Que la représentation des Comédies et Tragédies était un acte de Religion parmi les Grecs et Romains.

Avant que d'entrer en matière, je suis obligé de remarquer deux choses pour faciliter l'intelligence de tout mon discours : l'une que le Théâtre ne signifie pas proprement comme nous l'entendons aujourd'hui, l'échafaud où paraissent les Acteurs des Comédies et Tragédies, mais un grand lieu composé de plusieurs bâtiments, galeries, promenoirs, et sièges pour les Spectateurs, au milieu duquel était un espace vide, où l'on donnait divers spectacles, comme de Gladiateurs, d'Athlètes et autres, selon le différent usage des Villes et des Provinces, où l'on dressait l'échafaud composé de plusieurs parties, que nous appellons maintenant comme d'un nom propre, le Théâtre ; et là se faisaient plusieurs Jeux, de musique, de danse, de Poésie, et plusieurs autres combats que l'on a souvent compris tous ensemble sous le nom de Jeux Scéniques ou de Théâtre. Mais rejetant ici tous les Combats et Spectacles qui ne regardent point les Poèmes Dramatiques, je ne veux entendre sous ce nom de Jeux de Théâtre que les représentations qui se faisaient sur cet échafaud, Théâtre ou Scène, soit qu'elles fussent sérieuses ou bouffonnes, honnêtes ou licencieuses. Aussi les Jeux Scéniques ne contenaient pas dans leur propre signification les Comédies ni les Tragédies, mais des Jeux particuliers, comme nous le ferons voir dans la suite.
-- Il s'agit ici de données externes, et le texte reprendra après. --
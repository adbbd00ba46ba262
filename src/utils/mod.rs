pub mod circuit_breaker;
pub mod clock;
pub mod retry;

pub use circuit_breaker::{CircuitBreaker, CircuitBreakerConfig, CircuitBreakerError, CircuitState};
pub use clock::{Clock, SystemClock};
pub use retry::{retry_with_backoff, RetryConfig};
L'autre observation est, qu'autrefois la Comédie et la Tragédie ayant été comme une même chose, avaient eu même nom au rapport d'Athénée, et se nommaient toutes deux Comédie, et que nous avons insensiblement imité cette façon de parler, comprenant sous ce nom de Comédie toute sorte de Poèmes Dramatiques ; et sous celui de Comédiens tous ceux qui font profession de les représenter en public. C'est pourquoi dans ce discours, aux choses qui concerneront conjointement la Comédie et la Tragédie, les Comédiens et les Tragédiens, je ne me servirai bien souvent que du premier nom ; ce que je dis afin que l'on ne s'imagine pas que je veuille mettre autant de différence entre les Acteurs de ces deux sortes d'ouvrages, comme il y en avait entre eux et ceux qui s'appliquaient aux autres Jeux de Théâtre ou de scène, qui n'avaient presque rien de commun avec ces premiers. Venons maintenant à notre sujet.
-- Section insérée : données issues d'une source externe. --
use actix_web::http::StatusCode;
use actix_web::{test, web, App};
use serde_json::{json, Value};
use std::sync::Arc;

use fresh_chicken_orders::api::{self, AppState};
use fresh_chicken_orders::cache::{MemoryCache, DEFAULT_TTL};
use fresh_chicken_orders::domain::order::OrderLifecycleManager;
use fresh_chicken_orders::health::HealthChecker;
use fresh_chicken_orders::metrics::Metrics;
use fresh_chicken_orders::store::MemoryOrderStore;

fn state() -> (web::Data<AppState>, Arc<MemoryOrderStore>, Arc<MemoryCache>) {
    let store = Arc::new(MemoryOrderStore::new());
    let cache = Arc::new(MemoryCache::new());
    let metrics = Arc::new(Metrics::new().unwrap());
    let manager = OrderLifecycleManager::new(store.clone(), cache.clone(), metrics.clone(), DEFAULT_TTL);

    let state = AppState {
        manager: Arc::new(manager),
        health: HealthChecker::new(store.clone(), cache.clone()),
        metrics,
    };
    (web::Data::new(state), store, cache)
}

fn kim_order() -> Value {
    json!({
        "customerName": "Kim",
        "menuItem": "Fried Chicken",
        "quantity": 2,
        "totalPrice": 24000
    })
}

#[actix_web::test]
async fn test_create_and_fetch_order() {
    let (state, _, _) = state();
    let app = test::init_service(App::new().app_data(state).configure(api::configure)).await;

    let req = test::TestRequest::post().uri("/api/orders").set_json(kim_order()).to_request();
    let resp = test::call_service(&app, req).await;
    assert_eq!(resp.status(), StatusCode::CREATED);
    let body: Value = test::read_body_json(resp).await;
    assert_eq!(body["success"], true);
    assert_eq!(body["data"]["status"], "PENDING");
    assert_eq!(body["data"]["statusText"], "Order received");
    let id = body["data"]["id"].as_i64().unwrap();

    let req = test::TestRequest::get().uri(&format!("/api/orders/{}", id)).to_request();
    let body: Value = test::call_and_read_body_json(&app, req).await;
    assert_eq!(body["data"]["customerName"], "Kim");
    assert_eq!(body["data"]["totalPrice"], 24000);
}

#[actix_web::test]
async fn test_validation_errors_are_400() {
    let (state, store, _) = state();
    let app = test::init_service(App::new().app_data(state).configure(api::configure)).await;

    let mut invalid = kim_order();
    invalid["quantity"] = json!(0);
    let req = test::TestRequest::post().uri("/api/orders").set_json(invalid).to_request();
    let resp = test::call_service(&app, req).await;
    assert_eq!(resp.status(), StatusCode::BAD_REQUEST);
    let body: Value = test::read_body_json(resp).await;
    assert_eq!(body["success"], false);

    let req = test::TestRequest::post()
        .uri("/api/orders")
        .set_json(json!({ "customerName": "Kim" }))
        .to_request();
    let resp = test::call_service(&app, req).await;
    assert_eq!(resp.status(), StatusCode::BAD_REQUEST);

    assert!(store.is_empty().await);
}

#[actix_web::test]
async fn test_unknown_order_is_404() {
    let (state, _, _) = state();
    let app = test::init_service(App::new().app_data(state).configure(api::configure)).await;

    let req = test::TestRequest::get().uri("/api/orders/99999").to_request();
    let resp = test::call_service(&app, req).await;

    assert_eq!(resp.status(), StatusCode::NOT_FOUND);
    let body: Value = test::read_body_json(resp).await;
    assert_eq!(body["message"], "Order not found: 99999");
}

#[actix_web::test]
async fn test_cancel_then_cancel_again() {
    let (state, _, _) = state();
    let app = test::init_service(App::new().app_data(state).configure(api::configure)).await;

    let req = test::TestRequest::post().uri("/api/orders").set_json(kim_order()).to_request();
    let body: Value = test::call_and_read_body_json(&app, req).await;
    let id = body["data"]["id"].as_i64().unwrap();

    let req = test::TestRequest::delete().uri(&format!("/api/orders/{}", id)).to_request();
    let body: Value = test::call_and_read_body_json(&app, req).await;
    assert_eq!(body["data"]["status"], "CANCELLED");

    let req = test::TestRequest::delete().uri(&format!("/api/orders/{}", id)).to_request();
    let resp = test::call_service(&app, req).await;
    assert_eq!(resp.status(), StatusCode::BAD_REQUEST);
}

#[actix_web::test]
async fn test_update_status_and_filter() {
    let (state, _, _) = state();
    let app = test::init_service(App::new().app_data(state).configure(api::configure)).await;

    for _ in 0..3 {
        let req = test::TestRequest::post().uri("/api/orders").set_json(kim_order()).to_request();
        test::call_service(&app, req).await;
    }

    let req = test::TestRequest::patch().uri("/api/orders/2/status?status=ready").to_request();
    let body: Value = test::call_and_read_body_json(&app, req).await;
    assert_eq!(body["data"]["status"], "READY");
    assert_eq!(body["data"]["statusText"], "Ready for pickup");

    let req = test::TestRequest::get().uri("/api/orders/status/READY").to_request();
    let body: Value = test::call_and_read_body_json(&app, req).await;
    assert_eq!(body["count"], 1);

    let req = test::TestRequest::get().uri("/api/orders/summary").to_request();
    let body: Value = test::call_and_read_body_json(&app, req).await;
    assert_eq!(body["data"]["PENDING"], 2);
    assert_eq!(body["data"]["READY"], 1);

    let req = test::TestRequest::patch().uri("/api/orders/2/status?status=SHIPPED").to_request();
    let resp = test::call_service(&app, req).await;
    assert_eq!(resp.status(), StatusCode::BAD_REQUEST);
}

#[actix_web::test]
async fn test_list_search_and_recent() {
    let (state, _, _) = state();
    let app = test::init_service(App::new().app_data(state).configure(api::configure)).await;

    for name in ["Kim", "Lee", "Kim Jiwoo"] {
        let mut order = kim_order();
        order["customerName"] = json!(name);
        let req = test::TestRequest::post().uri("/api/orders").set_json(order).to_request();
        test::call_service(&app, req).await;
    }

    let req = test::TestRequest::get().uri("/api/orders?page=0&size=2&sort=id,asc").to_request();
    let body: Value = test::call_and_read_body_json(&app, req).await;
    assert_eq!(body["totalElements"], 3);
    assert_eq!(body["totalPages"], 2);
    assert_eq!(body["currentPage"], 0);
    assert_eq!(body["data"][0]["id"], 1);

    let req = test::TestRequest::get().uri("/api/orders/search?customerName=Kim").to_request();
    let body: Value = test::call_and_read_body_json(&app, req).await;
    assert_eq!(body["totalElements"], 2);

    let req = test::TestRequest::get().uri("/api/orders/recent").to_request();
    let body: Value = test::call_and_read_body_json(&app, req).await;
    assert_eq!(body["data"].as_array().unwrap().len(), 3);

    let req = test::TestRequest::get().uri("/api/orders?sort=colour").to_request();
    let resp = test::call_service(&app, req).await;
    assert_eq!(resp.status(), StatusCode::BAD_REQUEST);
}

#[actix_web::test]
async fn test_store_outage_is_503() {
    let (state, store, _) = state();
    let app = test::init_service(App::new().app_data(state).configure(api::configure)).await;
    store.set_unavailable(true);

    let req = test::TestRequest::get().uri("/api/orders/recent").to_request();
    let resp = test::call_service(&app, req).await;

    assert_eq!(resp.status(), StatusCode::SERVICE_UNAVAILABLE);
    let body: Value = test::read_body_json(resp).await;
    assert!(body["requestId"].is_string());
}

#[actix_web::test]
async fn test_health_endpoints() {
    let (state, _, cache) = state();
    let app = test::init_service(App::new().app_data(state).configure(api::configure)).await;

    let req = test::TestRequest::get().uri("/api/health").to_request();
    let body: Value = test::call_and_read_body_json(&app, req).await;
    assert_eq!(body["status"], "UP");
    assert_eq!(body["application"], "fresh_chicken_orders");

    let req = test::TestRequest::get().uri("/api/health/detailed").to_request();
    let body: Value = test::call_and_read_body_json(&app, req).await;
    assert_eq!(body["components"]["database"]["status"], "UP");
    assert_eq!(body["components"]["cache"]["status"], "UP");

    cache.set_unavailable(true);
    let req = test::TestRequest::get().uri("/api/health/detailed").to_request();
    let resp = test::call_service(&app, req).await;
    assert_eq!(resp.status(), StatusCode::SERVICE_UNAVAILABLE);
    let body: Value = test::read_body_json(resp).await;
    assert_eq!(body["components"]["cache"]["status"], "DOWN");
}

#[actix_web::test]
async fn test_metrics_endpoint_exposes_counters() {
    let (state, _, _) = state();
    let app = test::init_service(App::new().app_data(state).configure(api::configure)).await;

    let req = test::TestRequest::post().uri("/api/orders").set_json(kim_order()).to_request();
    test::call_service(&app, req).await;

    let req = test::TestRequest::get().uri("/metrics").to_request();
    let body = test::call_and_read_body(&app, req).await;
    let text = String::from_utf8(body.to_vec()).unwrap();

    assert!(text.contains("fresh_chicken_orders_created_total{status=\"PENDING\"} 1"));
}

#[actix_web::test]
async fn test_malformed_id_is_400_envelope() {
    let (state, _, _) = state();
    let app = test::init_service(App::new().app_data(state).configure(api::configure)).await;

    let requests = [
        test::TestRequest::get().uri("/api/orders/abc").to_request(),
        test::TestRequest::delete().uri("/api/orders/abc").to_request(),
        test::TestRequest::patch().uri("/api/orders/abc/status?status=READY").to_request(),
    ];

    for req in requests {
        let resp = test::call_service(&app, req).await;
        assert_eq!(resp.status(), StatusCode::BAD_REQUEST);
        let body: Value = test::read_body_json(resp).await;
        assert_eq!(body["success"], false);
        assert!(body["message"].is_string());
    }
}

#[actix_web::test]
async fn test_unknown_sort_direction_is_400() {
    let (state, _, _) = state();
    let app = test::init_service(App::new().app_data(state).configure(api::configure)).await;

    let req = test::TestRequest::get().uri("/api/orders?sort=createdAt,sideways").to_request();
    let resp = test::call_service(&app, req).await;

    assert_eq!(resp.status(), StatusCode::BAD_REQUEST);
    let body: Value = test::read_body_json(resp).await;
    assert_eq!(body["success"], false);
}

#[actix_web::test]
async fn test_range_is_inclusive_and_ordered() {
    let (state, _, _) = state();
    let app = test::init_service(App::new().app_data(state).configure(api::configure)).await;

    let mut created_at = Vec::new();
    for _ in 0..3 {
        let req = test::TestRequest::post().uri("/api/orders").set_json(kim_order()).to_request();
        let body: Value = test::call_and_read_body_json(&app, req).await;
        created_at.push(body["data"]["createdAt"].as_str().unwrap().replace('+', "%2B"));
        tokio::time::sleep(std::time::Duration::from_millis(5)).await;
    }

    let uri = format!("/api/orders/range?start={}&end={}", created_at[0], created_at[1]);
    let req = test::TestRequest::get().uri(&uri).to_request();
    let resp = test::call_service(&app, req).await;
    assert_eq!(resp.status(), StatusCode::OK);
    let body: Value = test::read_body_json(resp).await;
    assert_eq!(body["count"], 2);
    assert_eq!(body["data"][0]["id"], 1);
    assert_eq!(body["data"][1]["id"], 2);

    let uri = format!("/api/orders/range?start={}&end={}", created_at[2], created_at[0]);
    let req = test::TestRequest::get().uri(&uri).to_request();
    let resp = test::call_service(&app, req).await;
    assert_eq!(resp.status(), StatusCode::BAD_REQUEST);
    let body: Value = test::read_body_json(resp).await;
    assert_eq!(body["success"], false);
    assert_eq!(body["message"], "start must not be after end");

    let req = test::TestRequest::get().uri("/api/orders/range?start=yesterday&end=today").to_request();
    let resp = test::call_service(&app, req).await;
    assert_eq!(resp.status(), StatusCode::BAD_REQUEST);
    let body: Value = test::read_body_json(resp).await;
    assert_eq!(body["success"], false);
}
Nous avons dit et justifié clairement dans la Pratique du Théâtre, que la Comédie et la Tragédie commencèrent par les Danses et par les Chansons qui furent faites dans Icarie, l'un des Bourgs d'Athènes, à l'entour d'un Bouc qu'Icarius avait tué comme l'ennemi de Bacchus, au milieu d'une Vigne, dont il gâtait et mangeait les fruits ; et cette cérémonie s'étant ainsi continuée durant quelque temps, passa dans sa Ville et sur les Théâtres, et fut appelée Tragédie, du nom du bouc que l'on y sacrifiait à Bacchus ; ce qui dura plusieurs siècles, jusqu'à tant que Thepsis, pour donner quelque repos au Chœur de Musique, y inséra un Acteur qui récitait quelques Vers, et Eschyle y en mit deux ; et ces récits s'éloignant peu à peu des louanges de Bacchus, ses Prêtres en firent de grandes plaintes, n'ayant pu retenir les Poètes, qui par ce moyen plaisaient au peuple. Sophocles introduisit trois Acteurs parlant ensemble dans la Tragédie, avec d'autres embellissements qui lui donnèrent sa dernière perfection ; et nous voyons clairement cette première vérité dans les écrits de Donat, et de plusieurs célèbres Auteurs, qui nous apprennent que ces deux Poèmes ne furent au commencement qu'un Hymne Sacré en l'honneur de Bacchus, chantée et dansée par de grands Chœurs de Musique dans les Temples.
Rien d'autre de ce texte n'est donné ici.